● Problem to work on
Please copy exactly the lines from the top of the data through the line containing "plan's topological order.", and nothing else.

● Stored items
== == ==
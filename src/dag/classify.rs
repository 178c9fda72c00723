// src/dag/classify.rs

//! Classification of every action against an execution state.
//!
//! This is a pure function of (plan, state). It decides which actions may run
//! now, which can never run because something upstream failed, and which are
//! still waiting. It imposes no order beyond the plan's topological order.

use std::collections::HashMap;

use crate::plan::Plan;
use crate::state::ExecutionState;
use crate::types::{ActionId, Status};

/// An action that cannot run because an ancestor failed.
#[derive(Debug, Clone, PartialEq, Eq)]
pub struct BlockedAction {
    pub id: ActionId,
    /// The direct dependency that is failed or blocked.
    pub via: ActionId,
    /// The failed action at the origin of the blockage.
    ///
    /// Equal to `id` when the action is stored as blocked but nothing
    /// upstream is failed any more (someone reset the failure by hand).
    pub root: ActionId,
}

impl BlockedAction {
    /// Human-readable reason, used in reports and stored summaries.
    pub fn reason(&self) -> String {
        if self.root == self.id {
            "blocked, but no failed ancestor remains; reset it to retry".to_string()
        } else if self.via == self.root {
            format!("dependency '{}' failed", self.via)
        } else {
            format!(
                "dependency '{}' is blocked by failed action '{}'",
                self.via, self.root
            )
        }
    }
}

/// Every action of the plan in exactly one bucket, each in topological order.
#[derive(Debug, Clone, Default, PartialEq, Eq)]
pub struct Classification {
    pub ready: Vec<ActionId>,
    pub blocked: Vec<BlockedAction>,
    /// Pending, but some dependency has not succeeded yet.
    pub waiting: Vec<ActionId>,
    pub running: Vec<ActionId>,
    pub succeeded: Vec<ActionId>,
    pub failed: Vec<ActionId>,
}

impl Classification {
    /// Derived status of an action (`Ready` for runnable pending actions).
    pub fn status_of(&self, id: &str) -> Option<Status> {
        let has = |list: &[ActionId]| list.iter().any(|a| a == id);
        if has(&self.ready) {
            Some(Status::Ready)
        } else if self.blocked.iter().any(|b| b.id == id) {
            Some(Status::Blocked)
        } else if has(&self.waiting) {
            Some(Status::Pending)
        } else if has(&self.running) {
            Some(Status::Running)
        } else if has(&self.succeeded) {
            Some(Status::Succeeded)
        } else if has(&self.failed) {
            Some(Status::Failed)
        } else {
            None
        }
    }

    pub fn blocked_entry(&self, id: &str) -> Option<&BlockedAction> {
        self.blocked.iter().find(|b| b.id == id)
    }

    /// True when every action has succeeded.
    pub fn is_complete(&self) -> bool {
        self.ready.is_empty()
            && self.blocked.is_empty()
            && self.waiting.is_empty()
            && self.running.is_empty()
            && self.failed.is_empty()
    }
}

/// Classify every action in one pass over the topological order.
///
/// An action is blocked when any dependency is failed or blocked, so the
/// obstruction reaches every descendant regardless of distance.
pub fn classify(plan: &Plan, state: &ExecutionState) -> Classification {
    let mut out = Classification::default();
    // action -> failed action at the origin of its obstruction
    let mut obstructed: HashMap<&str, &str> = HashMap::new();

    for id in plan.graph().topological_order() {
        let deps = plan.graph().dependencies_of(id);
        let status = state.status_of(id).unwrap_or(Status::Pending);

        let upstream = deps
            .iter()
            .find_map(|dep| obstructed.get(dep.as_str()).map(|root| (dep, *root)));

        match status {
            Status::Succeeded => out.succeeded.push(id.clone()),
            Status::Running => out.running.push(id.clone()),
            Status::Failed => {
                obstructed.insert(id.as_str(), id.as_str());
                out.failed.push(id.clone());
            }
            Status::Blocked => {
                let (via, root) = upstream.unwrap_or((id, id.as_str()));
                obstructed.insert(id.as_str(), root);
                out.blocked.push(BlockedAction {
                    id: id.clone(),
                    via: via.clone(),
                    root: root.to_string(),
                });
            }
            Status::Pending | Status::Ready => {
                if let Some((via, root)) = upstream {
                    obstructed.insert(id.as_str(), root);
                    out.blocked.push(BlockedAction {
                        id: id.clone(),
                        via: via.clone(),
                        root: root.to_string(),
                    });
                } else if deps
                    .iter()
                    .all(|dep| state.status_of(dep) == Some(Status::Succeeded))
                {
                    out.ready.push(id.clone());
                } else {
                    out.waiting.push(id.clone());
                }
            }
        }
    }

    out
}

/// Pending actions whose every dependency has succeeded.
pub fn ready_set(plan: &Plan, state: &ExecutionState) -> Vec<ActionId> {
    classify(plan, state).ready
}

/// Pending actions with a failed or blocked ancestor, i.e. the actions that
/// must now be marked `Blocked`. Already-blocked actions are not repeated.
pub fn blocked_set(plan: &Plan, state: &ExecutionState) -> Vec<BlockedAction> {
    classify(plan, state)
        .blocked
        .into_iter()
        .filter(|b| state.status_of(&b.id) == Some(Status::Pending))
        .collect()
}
== == ==
● The answer
filename src/dag/classify.rs
repository 178c9fda72c00723
// src/dag/classify.rs

//! Classification of every action against an execution state.
//!
//! This is a pure function of (plan, state). It decides which actions may run
//! now, which can never run because something upstream failed, and which are
//! still waiting. It imposes no order beyond the plan's topological order.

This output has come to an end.